A report by theguardian.com yesterday said the United States State Department had summoned Philippine charge d’affaires Patric Chuasoto last Tuesday to discuss the President’s “homphobic slur” against US ambassador to the Philippines Philip Goldberg over the weekend.
“As you know, I’m fighting with (US Secretary of State John Kerry’s) ambassador. His gay ambassador, the son of a whore, he pissed me off,” was the quote published by The Guardian, a translation from Duterte’s original Tagalog speech. US State Department spokesperson Elizabeth Trudeau essentially confirmed the report. “We had that talk,” she told The Guardian.
But Charles Jose, spokesperson of the Department of Foreign Affairs, had another version of the story. He claimed that the US State Department’s summons to Chuasoto was actually to “discuss the entire breadth of Philippines-US relations.”
The Duterte administration has insisted that Philippines-US relations remain strong. I agree. Duterte calling a US official gay is not as big an affront that it could break Phillipines-US relations. But it also won’t endear Duterte to US officials.
Meanwhile,the release by the President of the list of 150 personalities supposedly linked to the illegal drugs trade had invited an interesting response from Supreme Court Chief Justice Ma. Lourdes Sereno. Included in the list were eight judges who were or are under SC jurisdiction. Not only did Sereno expose the faults in the allegation, she reminded Duterte about “constitutional order.” The judiciary is a co-equal branch of the executive department.
Sereno said that one of the judges named was killed in 2008, another judge was dismissed in 2007 yet, another retired last month, three of the judges do not handle drug cases while another one presides over a designated drugs court “in a multi-sala court.” In response, the President lambasted Sereno, even threatening to declare martial law in the process.
Both the “homophobic slur” against the US ambassador and his reaction to Sereno’s letter show a pattern. This president do not like to be criticized and when chided tends to spit venom with his words, issuing threats left and right.

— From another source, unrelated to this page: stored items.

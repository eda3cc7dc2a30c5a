//! Retention Analysis
//!
//! 登録日時と最終ログイン日時から、登録週ごとの継続率と継続日数の分布を計算します。
//!
//! 継続日数は登録から最終ログインまでの丸一日の数です。最終ログイン日時が無い記録と、
//! 継続日数が負になる記録は対象外です。

use chrono::{Datelike, NaiveDate};
use log::debug;
use rayon::prelude::*;
use serde::Serialize;
use std::collections::BTreeMap;

use super::{median, ratio, UserRecord};

/// 既定で集計する継続日数（D1、D7、D30）
pub const RETENTION_DAYS: [u32; 3] = [1, 7, 30];

impl UserRecord {
    /// 登録から最終ログインまでの経過日数（丸一日単位、負の値は切り下げ）
    fn retention_whole_days(&self) -> Option<i64> {
        let last = self.last_login_at?;
        Some((last - self.registered_at).num_seconds().div_euclid(86_400))
    }
}

/// `days`日以上継続したユーザーの数と割合
#[derive(Debug, Clone, PartialEq, Serialize)]
pub struct RetentionRate {
    pub days: u32,
    pub retained: usize,
    pub rate: f64,
}

/// 登録週（ISO週）ごとの継続率
#[derive(Debug, Clone, PartialEq, Serialize)]
pub struct WeeklyRetention {
    /// `2025-W26`形式の週ラベル
    pub week: String,
    /// 週内で最初の登録日
    pub first_registration: NaiveDate,
    /// 週内で最後の登録日
    pub last_registration: NaiveDate,
    pub registrations: usize,
    pub rates: Vec<RetentionRate>,
}

/// 継続日数の区分
#[derive(Debug, Clone, Copy, PartialEq, Eq, Hash, Serialize)]
pub enum RetentionBucket {
    #[serde(rename = "当天")]
    SameDay,
    #[serde(rename = "次日")]
    NextDay,
    #[serde(rename = "2-7天")]
    Days2To7,
    #[serde(rename = "8-30天")]
    Days8To30,
    #[serde(rename = "30天以上")]
    Over30,
}

impl RetentionBucket {
    /// 表示順
    pub const ALL: [RetentionBucket; 5] = [
        RetentionBucket::SameDay,
        RetentionBucket::NextDay,
        RetentionBucket::Days2To7,
        RetentionBucket::Days8To30,
        RetentionBucket::Over30,
    ];

    fn of(days: i64) -> Self {
        match days {
            i64::MIN..=0 => RetentionBucket::SameDay,
            1 => RetentionBucket::NextDay,
            2..=7 => RetentionBucket::Days2To7,
            8..=30 => RetentionBucket::Days8To30,
            _ => RetentionBucket::Over30,
        }
    }
}

/// 区分ごとの人数と割合
#[derive(Debug, Clone, PartialEq, Serialize)]
pub struct BucketCount {
    pub bucket: RetentionBucket,
    pub users: usize,
    pub share: f64,
}

/// 継続率の分析結果一式
#[derive(Debug, Clone, PartialEq, Serialize)]
pub struct RetentionSummary {
    /// 対象ユーザー数
    pub registrations: usize,
    /// 週ごとの継続率（週の昇順）
    pub weeks: Vec<WeeklyRetention>,
    /// 全体の継続率
    pub overall: Vec<RetentionRate>,
    /// 継続日数の区分ごとの人数（`RetentionBucket::ALL`の順、0人の区分も含む）
    pub buckets: Vec<BucketCount>,
    pub mean_days: Option<f64>,
    pub median_days: Option<f64>,
}

/// 継続日数が求まる記録と、その日数
fn eligible(records: &[UserRecord]) -> Vec<(&UserRecord, i64)> {
    records
        .iter()
        .filter_map(|record| {
            record
                .retention_whole_days()
                .filter(|days| *days >= 0)
                .map(|days| (record, days))
        })
        .collect()
}

fn rates(retention: &[i64], days: &[u32]) -> Vec<RetentionRate> {
    days.iter()
        .map(|&d| {
            let retained = retention.iter().filter(|&&r| r >= i64::from(d)).count();
            RetentionRate {
                days: d,
                retained,
                rate: ratio(retained, retention.len()),
            }
        })
        .collect()
}

/// 登録週（ISO週）ごとに、`days`日以上継続したユーザーの割合を計算する
///
/// # 引数
///
/// * `records` - ユーザーの記録
/// * `days` - 集計する継続日数（出力の`rates`はこの順序）
pub fn retention_by_week(records: &[UserRecord], days: &[u32]) -> Vec<WeeklyRetention> {
    let mut weeks: BTreeMap<(i32, u32), Vec<(NaiveDate, i64)>> = BTreeMap::new();
    for (record, retention) in eligible(records) {
        let date = record.registered_at.date();
        let iso = date.iso_week();
        weeks
            .entry((iso.year(), iso.week()))
            .or_default()
            .push((date, retention));
    }

    let mut result: Vec<((i32, u32), WeeklyRetention)> = weeks
        .into_par_iter()
        .filter_map(|((year, week), members)| {
            let first_registration = members.iter().map(|(date, _)| *date).min()?;
            let last_registration = members.iter().map(|(date, _)| *date).max()?;
            let retention: Vec<i64> = members.iter().map(|(_, r)| *r).collect();

            Some((
                (year, week),
                WeeklyRetention {
                    week: format!("{}-W{:02}", year, week),
                    first_registration,
                    last_registration,
                    registrations: retention.len(),
                    rates: rates(&retention, days),
                },
            ))
        })
        .collect();
    result.sort_by_key(|(key, _)| *key);

    result.into_iter().map(|(_, week)| week).collect()
}

/// 継続日数を区分ごとに数える
pub fn retention_buckets(records: &[UserRecord]) -> Vec<BucketCount> {
    let retention: Vec<i64> = eligible(records).into_iter().map(|(_, r)| r).collect();

    RetentionBucket::ALL
        .iter()
        .map(|&bucket| {
            let users = retention
                .iter()
                .filter(|&&r| RetentionBucket::of(r) == bucket)
                .count();
            BucketCount {
                bucket,
                users,
                share: ratio(users, retention.len()),
            }
        })
        .collect()
}

/// 週ごとの継続率、全体の継続率、継続日数の分布をまとめて計算する
pub fn retention_summary(records: &[UserRecord], days: &[u32]) -> RetentionSummary {
    let retention: Vec<i64> = eligible(records).into_iter().map(|(_, r)| r).collect();

    let mean_days = if retention.is_empty() {
        None
    } else {
        Some(retention.iter().sum::<i64>() as f64 / retention.len() as f64)
    };

    let summary = RetentionSummary {
        registrations: retention.len(),
        weeks: retention_by_week(records, days),
        overall: rates(&retention, days),
        buckets: retention_buckets(records),
        mean_days,
        median_days: median(retention.iter().map(|&r| r as f64).collect()),
    };

    debug!(
        "computed retention for {} users over {} weeks",
        summary.registrations,
        summary.weeks.len()
    );
    summary
}

#[cfg(test)]
mod tests {
    use super::*;
    use chrono::NaiveDateTime;

    fn at(date: &str) -> NaiveDateTime {
        NaiveDateTime::parse_from_str(date, "%Y-%m-%d %H:%M").unwrap()
    }

    fn user(registered: &str, last_login: Option<&str>) -> UserRecord {
        UserRecord {
            registered_at: at(registered),
            first_paid_at: None,
            last_login_at: last_login.map(at),
        }
    }

    fn fixture() -> Vec<UserRecord> {
        vec![
            // 2025-W26（06-23〜06-29）
            user("2025-06-23 10:00", Some("2025-06-23 18:00")), // 0日
            user("2025-06-24 10:00", Some("2025-06-25 11:00")), // 1日
            user("2025-06-25 10:00", Some("2025-07-03 10:00")), // 8日
            user("2025-06-29 10:00", Some("2025-08-10 10:00")), // 42日
            user("2025-06-26 10:00", None),                      // 対象外
            // 2025-W27
            user("2025-06-30 10:00", Some("2025-07-02 09:00")), // 1日（47時間）
            user("2025-07-01 10:00", Some("2025-07-01 09:00")), // 負、対象外
        ]
    }

    #[test]
    fn test_retention_whole_days() {
        assert_eq!(fixture()[5].retention_whole_days(), Some(1));
        assert_eq!(fixture()[6].retention_whole_days(), Some(-1));
        assert_eq!(fixture()[4].retention_whole_days(), None);
    }

    #[test]
    fn test_retention_by_week() {
        let weeks = retention_by_week(&fixture(), &RETENTION_DAYS);

        assert_eq!(weeks.len(), 2);
        let first = &weeks[0];
        assert_eq!(first.week, "2025-W26");
        assert_eq!(first.registrations, 4);
        assert_eq!(first.first_registration, NaiveDate::from_ymd_opt(2025, 6, 23).unwrap());
        assert_eq!(first.last_registration, NaiveDate::from_ymd_opt(2025, 6, 29).unwrap());

        let retained: Vec<usize> = first.rates.iter().map(|r| r.retained).collect();
        assert_eq!(retained, vec![3, 2, 1]);
        assert_eq!(first.rates[0].rate, 0.75);
        assert_eq!(first.rates[2].days, 30);
        assert_eq!(first.rates[2].rate, 0.25);

        let second = &weeks[1];
        assert_eq!(second.week, "2025-W27");
        assert_eq!(second.registrations, 1);
        assert_eq!(second.rates[0].rate, 1.0);
        assert_eq!(second.rates[1].rate, 0.0);
    }

    #[test]
    fn test_iso_week_crosses_year() {
        // 2024-12-30 は 2025-W01
        let records = vec![user("2024-12-30 10:00", Some("2025-01-02 10:00"))];
        let weeks = retention_by_week(&records, &[1]);
        assert_eq!(weeks[0].week, "2025-W01");
    }

    #[test]
    fn test_retention_buckets() {
        let buckets = retention_buckets(&fixture());

        // 0日, 1日, 8日, 42日, 1日
        let users: Vec<usize> = buckets.iter().map(|b| b.users).collect();
        assert_eq!(users, vec![1, 2, 0, 1, 1]);
        assert_eq!(buckets[1].bucket, RetentionBucket::NextDay);
        assert_eq!(buckets[1].share, 0.4);
        assert_eq!(buckets[2].share, 0.0);
    }

    #[test]
    fn test_bucket_boundaries() {
        assert_eq!(RetentionBucket::of(0), RetentionBucket::SameDay);
        assert_eq!(RetentionBucket::of(2), RetentionBucket::Days2To7);
        assert_eq!(RetentionBucket::of(7), RetentionBucket::Days2To7);
        assert_eq!(RetentionBucket::of(8), RetentionBucket::Days8To30);
        assert_eq!(RetentionBucket::of(30), RetentionBucket::Days8To30);
        assert_eq!(RetentionBucket::of(31), RetentionBucket::Over30);
    }

    #[test]
    fn test_retention_summary() {
        let summary = retention_summary(&fixture(), &RETENTION_DAYS);

        assert_eq!(summary.registrations, 5);
        let overall: Vec<usize> = summary.overall.iter().map(|r| r.retained).collect();
        assert_eq!(overall, vec![4, 2, 1]);
        assert_eq!(summary.mean_days, Some(52.0 / 5.0));
        assert_eq!(summary.median_days, Some(1.0));

        let json = serde_json::to_value(&summary).unwrap();
        assert_eq!(json["buckets"][0]["bucket"], "当天");
        assert_eq!(json["buckets"][4]["bucket"], "30天以上");
    }

    #[test]
    fn test_retention_summary_without_logins() {
        let summary = retention_summary(&[user("2025-06-23 10:00", None)], &RETENTION_DAYS);
        assert_eq!(summary.registrations, 0);
        assert!(summary.weeks.is_empty());
        assert_eq!(summary.overall[0].rate, 0.0);
        assert_eq!(summary.mean_days, None);
        assert_eq!(summary.median_days, None);
    }
}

The third controversy involved the defense by the President of his earlier decision to allow the burial of the body of former dictator Ferdinand Marcos at the Libingan ng mga Bayani. The Marcoses have set the burial for Sept. 18 and the anti-Marcos forces are beginning to act up. Not only was the decision criticized, some groups may yet seek relief from the High Court.
If Duterte does not change his mind, then his administration would see the unfurling of what could be its first major showdown after only more than a month of governance. Victims of the Marcos dictatorship and righteous people are girding for this showdown. What was initially separate responses to the decision is headed for unity. This is something that the President could not just dismiss easily.
The three controversies should open the eyes of the President to the reality that while he may have succeeded in controlling the executive and the legislative branches of government, he may not be able to do so with the Supreme Court. Also that while his trust rating is high according to the surveys, there are influential personalities and powerful groups that do not kowtow to him.
Ours, after all, is still a democracy.